Le régime probatoire en l’absence de contradiction

La sanction procédurale de la non-comparution
Le juge rappelle le principe énoncé à l’article 472 du code de procédure civile. « si le défendeur ne comparaît pas, il est néanmoins statué sur le fond » (Aux termes de l’article 472 du code de procédure civile). La non-comparution n’entraîne pas une décision automatique en faveur du demandeur. Le juge conserve son pouvoir souverain d’appréciation des preuves. Il doit vérifier le caractère régulier, recevable et bien fondé de la demande. Cette solution rappelle que le défaut ne vaut pas acquiescement aux prétentions adverses. Elle garantit ainsi l’équité du procès malgré l’absence d’une partie.

L’appréciation des éléments produits par le demandeur seul
En l’absence de contradiction, le juge fonde sa décision sur les seuls éléments fournis par le demandeur. « En ne comparaissant pas, le défendeur s’est exposé à ce qu’un jugement soit rendu à son encontre sur les seuls éléments fournis par le demandeur » (En ne comparaissant pas, le défendeur s’est exposé). La jurisprudence antérieure confirme cette approche. « [V] [B] fournit au dossier la reconnaissance de dette… Ces éléments corroborent son allégation. [E] [Z] , non comparant, ne fournit aucun élément au dossier » (Tribunal judiciaire, le 7 février 2025, n°24/01255). La décision illustre l’exigence d’une preuve suffisante et concordante. Les pièces contractuelles et les mises en demeure ont été jugées corroborer les allégations. La créance est ainsi reconnue certaine, liquide et exigible.

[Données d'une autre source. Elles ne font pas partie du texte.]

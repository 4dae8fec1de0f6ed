//! Terrain classification for navigation grid cells.

use serde::{Deserialize, Serialize};

/// Semantic terrain type - what does this cell's ground look like?
///
/// The classification hierarchy:
/// - `Clear` - Open, walkable ground
/// - `Water` - Inside a water-area or river polygon
/// - `Cliff` - Corner elevation delta exceeds the cliff threshold
/// - `Rubble` - Broken ground stamped from debris-field map objects
/// - `Obstacle` - Stamped by an immobile structure footprint
#[derive(Clone, Copy, Debug, PartialEq, Eq, Hash, Default, Serialize, Deserialize)]
#[repr(u8)]
pub enum TerrainType {
    /// Open, walkable ground
    #[default]
    Clear = 0,

    /// Water surface (lake, sea or river polygon hit)
    Water = 1,

    /// Steep elevation change, impassable for ground movers
    Cliff = 2,

    /// Broken ground stamped by debris-field objects; costly for the
    /// profiles that can cross it at all
    Rubble = 3,

    /// Cell covered by a static structure footprint
    Obstacle = 4,
}

impl TerrainType {
    /// Convert from u8 (for the packed grid array)
    #[inline]
    pub fn from_u8(value: u8) -> Self {
        match value {
            0 => TerrainType::Clear,
            1 => TerrainType::Water,
            2 => TerrainType::Cliff,
            3 => TerrainType::Rubble,
            4 => TerrainType::Obstacle,
            _ => TerrainType::Obstacle,
        }
    }

    /// Single character representation for debugging
    pub fn as_char(self) -> char {
        match self {
            TerrainType::Clear => '.',
            TerrainType::Water => '~',
            TerrainType::Cliff => '^',
            TerrainType::Rubble => ':',
            TerrainType::Obstacle => '#',
        }
    }
}
//! Navigation grid storage.
//!
//! Uses a Structure-of-Arrays layout: terrain classification, the
//! static-obstacle flag and the pinch flag are stored in separate parallel
//! arrays indexed `z * width + x`.

use crate::core::{GridCoord, TerrainType, WorldPoint};
use crate::profile::MovementProfile;

/// Per-type cell tallies for debugging and build summaries
#[derive(Clone, Copy, Debug, Default, PartialEq, Eq)]
pub struct CellCounts {
    pub clear: usize,
    pub water: usize,
    pub cliff: usize,
    pub rubble: usize,
    pub obstacle: usize,
    pub pinched: usize,
}

/// The discretized navigability grid for one map.
///
/// A grid is immutable after construction: any change to the static world
/// requires a full rebuild producing a brand-new instance. Concurrent hosts
/// should publish rebuilt grids by swapping an `Arc<NavigationGrid>` so
/// in-flight searches keep reading the old instance; reads never mutate
/// grid state.
///
/// Cell `(x, z)` covers world `[x*cell_size, (x+1)*cell_size)` on each axis,
/// with the cell center at `(x + 0.5) * cell_size`.
#[derive(Clone, Debug)]
pub struct NavigationGrid {
    /// Terrain classification per cell (TerrainType as u8)
    terrain: Vec<u8>,
    /// Set only by static-obstacle stamping
    blocked: Vec<bool>,
    /// Derived two-cell buffer skirt around cliffs
    pinched: Vec<bool>,

    /// Grid width in cells
    width: usize,
    /// Grid height (depth) in cells
    height: usize,
    /// World units per cell
    cell_size: f32,
}

impl NavigationGrid {
    /// Create a grid with every cell set to the given terrain.
    ///
    /// Dimensions are clamped to at least 1x1 so callers never hold a
    /// zero-size grid.
    pub(crate) fn filled(width: usize, height: usize, cell_size: f32, fill: TerrainType) -> Self {
        let width = width.max(1);
        let height = height.max(1);
        let size = width * height;
        Self {
            terrain: vec![fill as u8; size],
            blocked: vec![false; size],
            pinched: vec![false; size],
            width,
            height,
            cell_size,
        }
    }

    /// Grid width in cells
    #[inline]
    pub fn width(&self) -> usize {
        self.width
    }

    /// Grid height in cells
    #[inline]
    pub fn height(&self) -> usize {
        self.height
    }

    /// World units per cell
    #[inline]
    pub fn cell_size(&self) -> f32 {
        self.cell_size
    }

    /// Is this coordinate inside the grid?
    #[inline]
    pub fn is_valid_coord(&self, coord: GridCoord) -> bool {
        coord.x >= 0
            && coord.z >= 0
            && (coord.x as usize) < self.width
            && (coord.z as usize) < self.height
    }

    /// Flat index for a coordinate, or `None` if out of bounds
    #[inline]
    pub(crate) fn idx(&self, coord: GridCoord) -> Option<usize> {
        if !self.is_valid_coord(coord) {
            return None;
        }
        Some(coord.z as usize * self.width + coord.x as usize)
    }

    /// Terrain classification at a coordinate.
    ///
    /// Out-of-bounds coordinates read as `Obstacle`.
    #[inline]
    pub fn terrain_at(&self, coord: GridCoord) -> TerrainType {
        match self.idx(coord) {
            Some(i) => TerrainType::from_u8(self.terrain[i]),
            None => TerrainType::Obstacle,
        }
    }

    /// Was this cell stamped by a static structure footprint?
    #[inline]
    pub fn is_blocked(&self, coord: GridCoord) -> bool {
        self.idx(coord).map(|i| self.blocked[i]).unwrap_or(true)
    }

    /// Is this cell inside the cliff buffer skirt?
    #[inline]
    pub fn is_pinched(&self, coord: GridCoord) -> bool {
        self.idx(coord).map(|i| self.pinched[i]).unwrap_or(false)
    }

    /// May a mover with this profile occupy the cell?
    ///
    /// Out-of-bounds coordinates are never occupiable. Pinch does not forbid
    /// occupancy; it is charged as a step penalty during search.
    pub fn can_occupy(&self, coord: GridCoord, profile: &MovementProfile) -> bool {
        let Some(i) = self.idx(coord) else {
            return false;
        };
        if self.blocked[i] && !profile.can_pass_obstacle {
            return false;
        }
        match TerrainType::from_u8(self.terrain[i]) {
            TerrainType::Clear => true,
            TerrainType::Water => profile.can_cross_water,
            TerrainType::Cliff => profile.can_cross_cliff,
            TerrainType::Rubble => profile.can_cross_rubble,
            TerrainType::Obstacle => profile.can_pass_obstacle,
        }
    }

    /// Convert a world position to its containing cell (floor division)
    #[inline]
    pub fn world_to_grid(&self, p: WorldPoint) -> GridCoord {
        GridCoord::new(
            (p.x / self.cell_size).floor() as i32,
            (p.z / self.cell_size).floor() as i32,
        )
    }

    /// Convert a cell to its world-space center
    #[inline]
    pub fn grid_to_world(&self, coord: GridCoord) -> WorldPoint {
        WorldPoint::new(
            (coord.x as f32 + 0.5) * self.cell_size,
            (coord.z as f32 + 0.5) * self.cell_size,
        )
    }

    /// Tally cells per classification
    pub fn cell_counts(&self) -> CellCounts {
        let mut counts = CellCounts::default();
        for &t in &self.terrain {
            match TerrainType::from_u8(t) {
                TerrainType::Clear => counts.clear += 1,
                TerrainType::Water => counts.water += 1,
                TerrainType::Cliff => counts.cliff += 1,
                TerrainType::Rubble => counts.rubble += 1,
                TerrainType::Obstacle => counts.obstacle += 1,
            }
        }
        counts.pinched = self.pinched.iter().filter(|&&p| p).count();
        counts
    }

    /// ASCII rendering for test failure output (row z=0 last, like a map)
    pub fn ascii_art(&self) -> String {
        let mut out = String::with_capacity((self.width + 1) * self.height);
        for z in (0..self.height).rev() {
            for x in 0..self.width {
                let coord = GridCoord::new(x as i32, z as i32);
                let c = if self.is_pinched(coord) && self.terrain_at(coord) == TerrainType::Clear {
                    'p'
                } else {
                    self.terrain_at(coord).as_char()
                };
                out.push(c);
            }
            out.push('\n');
        }
        out
    }

    // Builder-only mutation. The public surface stays read-only.

    #[inline]
    pub(crate) fn set_terrain(&mut self, coord: GridCoord, t: TerrainType) {
        if let Some(i) = self.idx(coord) {
            self.terrain[i] = t as u8;
        }
    }

    #[inline]
    pub(crate) fn set_blocked(&mut self, coord: GridCoord) {
        if let Some(i) = self.idx(coord) {
            self.blocked[i] = true;
        }
    }

    #[inline]
    pub(crate) fn set_pinched(&mut self, coord: GridCoord) {
        if let Some(i) = self.idx(coord) {
            self.pinched[i] = true;
        }
    }
}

La sanction des manquements contractuels en matière bancaire

La régularité des procédures de mise en demeure et de déchéance
Le juge constate la matérialité des impayés sur le compte et les prêts. Il relève ensuite le strict respect des formalités contractuelles par le créancier. Des mises en demeure par lettre recommandée ont été adressées avant chaque action. La clôture du compte et la déchéance du terme des prêts sont ainsi validées. La décision détaille les clauses contractuelles autorisant ces mesures. Elle vérifie la conformité des décomptes fournis à ces stipulations. Cette analyse minutieuse assure la sécurité juridique des relations bancaires. Elle rappelle l’importance du formalisme dans l’exécution des contrats.

La condamnation au paiement des sommes dues et des accessoires
Le tribunal accueille intégralement la demande principale en paiement du capital. Il applique également les clauses contractuelles relatives aux intérêts de retard. Les taux majorés de trois pourcents prévus au contrat sont retenus. L’indemnité forfaitaire de cinq pourcents est incluse dans les décomptes accordés. La condamnation inclut les frais engagés pour la procédure sur le fondement de l’article 700. La décision rappelle enfin que l’exécution provisoire est de droit. Cette solution assure l’effectivité du recouvrement pour le créancier. Elle sanctionne pleinement le défaut de respect des obligations contractuelles par l’emprunteur.

Source : Cour de cassation – Base Open Data « Judilibre » & « Légifrance ».